Each line below that carries the string "handlers" must appear in the answer.

◆ ◆ ◆ ◆ ◆ ◆ ◆

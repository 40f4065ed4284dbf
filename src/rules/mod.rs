//! Acquire rules.
//!
//! - `setup`: shuffle and deal a new game
//! - `placement`: classify what a tile placement would do
//! - `turn`: tile, founding, purchase and end-of-turn handlers
//! - `merger`: survivor choice and defunct stock disposition
//! - `scoring`: shareholder bonuses and final scoring
//! - `engine`: `apply`, `valid_actions` and the `RulesEngine` trait
//!
//! Only `engine` changes state from outside the crate. The handlers it
//! dispatches to mutate a private clone.

pub mod engine;
pub mod merger;
pub mod placement;
pub mod scoring;
pub mod setup;
pub mod turn;

pub use engine::{apply, valid_actions, Acquire, GameResult, RulesEngine};
pub use merger::shareholder_order;
pub use placement::{classify_placement, is_playable, PlacementOutcome, UnplayableReason};
pub use scoring::{calculate_bonuses, can_declare_game_end, Bonus};
pub use setup::new_game;
pub use turn::has_playable_tile;
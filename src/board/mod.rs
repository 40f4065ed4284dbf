//! Board model: tile identity, cells, adjacency, and connected groups.

pub mod grid;
pub mod tile;

pub use grid::{Board, BoardCell};
pub use tile::{Tile, TileParseError};
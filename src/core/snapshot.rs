//! Compact binary snapshots of a game.
//!
//! A relay or save file stores `to_bytes(&state)` between actions and
//! resumes with `from_bytes`. Any serde format works on `GameState`; this is
//! the bincode one.

use thiserror::Error;

use super::state::GameState;

/// A snapshot could not be written or read.
#[derive(Debug, Error)]
pub enum SnapshotError {
    #[error("snapshot encoding failed: {0}")]
    Encode(#[source] bincode::Error),

    #[error("snapshot decoding failed: {0}")]
    Decode(#[source] bincode::Error),
}

/// Encode a state with bincode.
pub fn to_bytes(state: &GameState) -> Result<Vec<u8>, SnapshotError> {
    bincode::serialize(state).map_err(SnapshotError::Encode)
}

/// Decode a state written by `to_bytes`.
pub fn from_bytes(bytes: &[u8]) -> Result<GameState, SnapshotError> {
    bincode::deserialize(bytes).map_err(SnapshotError::Decode)
}
//! Tile identity.
//!
//! A tile is named by its column and row ("1A" through "12I") and maps
//! one-to-one onto a board coordinate. Internally it is the row-major cell
//! index, which keeps it `Copy` and one byte wide.

use serde::{Deserialize, Serialize};
use std::fmt;
use std::str::FromStr;
use thiserror::Error;

use crate::core::config::{BOARD_COLS, BOARD_ROWS, TOTAL_TILES};

const ROW_LABELS: &[u8; BOARD_ROWS] = b"ABCDEFGHI";

/// A tile id that does not name a board cell.
#[derive(Clone, Debug, PartialEq, Eq, Error)]
#[error("invalid tile id: {0:?}")]
pub struct TileParseError(pub String);

/// One of the 108 tiles.
#[derive(Clone, Copy, PartialEq, Eq, Hash, PartialOrd, Ord, Serialize, Deserialize)]
#[serde(try_from = "String", into = "String")]
pub struct Tile(u8);

impl Tile {
    /// Tile at a 0-based (row, col) coordinate, if it is on the board.
    #[must_use]
    pub const fn new(row: usize, col: usize) -> Option<Tile> {
        if row < BOARD_ROWS && col < BOARD_COLS {
            Some(Tile((row * BOARD_COLS + col) as u8))
        } else {
            None
        }
    }

    /// Tile from its row-major cell index.
    #[must_use]
    pub const fn from_index(index: usize) -> Option<Tile> {
        if index < TOTAL_TILES {
            Some(Tile(index as u8))
        } else {
            None
        }
    }

    /// Row-major cell index (0..108).
    #[must_use]
    pub const fn index(self) -> usize {
        self.0 as usize
    }

    /// 0-based row (A = 0).
    #[must_use]
    pub const fn row(self) -> usize {
        self.index() / BOARD_COLS
    }

    /// 0-based column ("1" = 0).
    #[must_use]
    pub const fn col(self) -> usize {
        self.index() % BOARD_COLS
    }

    /// All tiles in row-major order.
    pub fn all() -> impl Iterator<Item = Tile> {
        (0..TOTAL_TILES as u8).map(Tile)
    }

    /// Orthogonal neighbours that are on the board. No diagonals.
    pub fn neighbors(self) -> impl Iterator<Item = Tile> {
        let (row, col) = (self.row(), self.col());
        let up = row.checked_sub(1).and_then(|r| Tile::new(r, col));
        let down = Tile::new(row + 1, col);
        let left = col.checked_sub(1).and_then(|c| Tile::new(row, c));
        let right = Tile::new(row, col + 1);
        [up, down, left, right].into_iter().flatten()
    }

    /// Check whether two tiles share an edge.
    #[must_use]
    pub fn is_adjacent(self, other: Tile) -> bool {
        self.row().abs_diff(other.row()) + self.col().abs_diff(other.col()) == 1
    }
}

impl fmt::Display for Tile {
    fn fmt(&self, f: &mut fmt::Formatter<'_>) -> fmt::Result {
        write!(f, "{}{}", self.col() + 1, ROW_LABELS[self.row()] as char)
    }
}

impl fmt::Debug for Tile {
    fn fmt(&self, f: &mut fmt::Formatter<'_>) -> fmt::Result {
        write!(f, "Tile({})", self)
    }
}

impl FromStr for Tile {
    type Err = TileParseError;

    fn from_str(s: &str) -> Result<Self, Self::Err> {
        let err = || TileParseError(s.to_string());

        let row_label = s.bytes().last().ok_or_else(err)?;
        let row = ROW_LABELS
            .iter()
            .position(|&label| label == row_label.to_ascii_uppercase())
            .ok_or_else(err)?;

        let digits = &s[..s.len() - 1];
        if digits.is_empty() || !digits.bytes().all(|b| b.is_ascii_digit()) {
            return Err(err());
        }
        let col: usize = digits.parse().map_err(|_| err())?;

        col.checked_sub(1)
            .and_then(|c| Tile::new(row, c))
            .ok_or_else(err)
    }
}

impl TryFrom<String> for Tile {
    type Error = TileParseError;

    fn try_from(value: String) -> Result<Self, Self::Error> {
        value.parse()
    }
}

impl From<Tile> for String {
    fn from(tile: Tile) -> Self {
        tile.to_string()
    }
}
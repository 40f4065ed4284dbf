//! # acquire-engine
//!
//! A deterministic rules engine for Acquire, the hotel-chain tile placement
//! and stock trading board game.
//!
//! ## Design Principles
//!
//! 1. **Pure Transitions**: `apply(state, player, action)` returns a new
//!    state or an error. The input state is never modified, so a rejected
//!    action leaves nothing half-done.
//!
//! 2. **N-Player First**: Every seat-indexed value lives in a `PlayerMap`
//!    sized from the config. Nothing assumes a particular player count.
//!
//! 3. **Deterministic**: The only random step is the opening shuffle, driven
//!    by a seeded `GameRng`. The same config, seed and action sequence always
//!    produce the same game.
//!
//! ## Architecture
//!
//! - **Persistent Data Structures**: Board, tile pool, chain tile sets and
//!   logs use `im-rs`, so cloning a state per action is cheap.
//!
//! - **Explicit Phases**: `GamePhase` records whose decision is pending:
//!   a tile, a chain to found, purchases, a merger survivor or a defunct
//!   stock disposition.
//!
//! ## Modules
//!
//! - `core`: Players, configuration, RNG, actions, events, errors, state
//! - `board`: Tiles, the 9×12 grid, adjacency and connected groups
//! - `market`: Chains, tiers, share prices and the bank's stock
//! - `rules`: Setup, placement, mergers, scoring and the engine entry points

pub mod board;
pub mod core;
pub mod market;
pub mod rules;

// Re-export commonly used types
pub use crate::core::{
    AcquireConfig, Action, ActionError, ActionRecord, ConfigError, GameEndReason, GameEvent,
    GamePhase, GameRng, GameRngState, GameState, MergerState, Player, PlayerId, PlayerMap,
    StockPurchase,
};

pub use crate::board::{Board, Tile};

pub use crate::market::{stock_price, ChainName, StockMarket, Tier};

pub use crate::rules::{apply, new_game, valid_actions, Acquire, GameResult, RulesEngine};
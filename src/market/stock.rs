//! The bank's share pool.
//!
//! Every chain issues `SHARES_PER_CHAIN` shares. A share is always either in
//! the pool or in exactly one player's holdings; the mutators here only move
//! shares, never create or destroy them.

use serde::{Deserialize, Serialize};

use super::chain::{ChainMap, ChainName};
use crate::core::config::SHARES_PER_CHAIN;

/// Shares still available from the bank, per chain.
#[derive(Clone, Copy, Debug, PartialEq, Eq, Serialize, Deserialize)]
pub struct StockMarket {
    shares: ChainMap<u8>,
}

impl Default for StockMarket {
    fn default() -> Self {
        Self::new()
    }
}

impl StockMarket {
    /// A full pool for every chain.
    #[must_use]
    pub fn new() -> Self {
        Self {
            shares: ChainMap::with_value(SHARES_PER_CHAIN),
        }
    }

    /// Shares of `chain` left in the pool.
    #[must_use]
    pub fn available(&self, chain: ChainName) -> u8 {
        self.shares[chain]
    }

    /// Take `count` shares out of the pool.
    ///
    /// Returns false and leaves the pool untouched if there are not enough.
    pub fn withdraw(&mut self, chain: ChainName, count: u8) -> bool {
        match self.shares[chain].checked_sub(count) {
            Some(left) => {
                self.shares[chain] = left;
                true
            }
            None => false,
        }
    }

    /// Return `count` shares to the pool.
    pub fn deposit(&mut self, chain: ChainName, count: u8) {
        self.shares[chain] += count;
    }

    /// Iterate over (chain, available) pairs.
    pub fn iter(&self) -> impl Iterator<Item = (ChainName, u8)> + '_ {
        self.shares.iter().map(|(c, &n)| (c, n))
    }
}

◆ ◆ ◆ ◆ ◆ ◆ ◆

# ANSWER:
//! - `turn`: tile, founding, purchase and end-of-turn handlers
//! Only `engine` changes state from outside the crate. The handlers it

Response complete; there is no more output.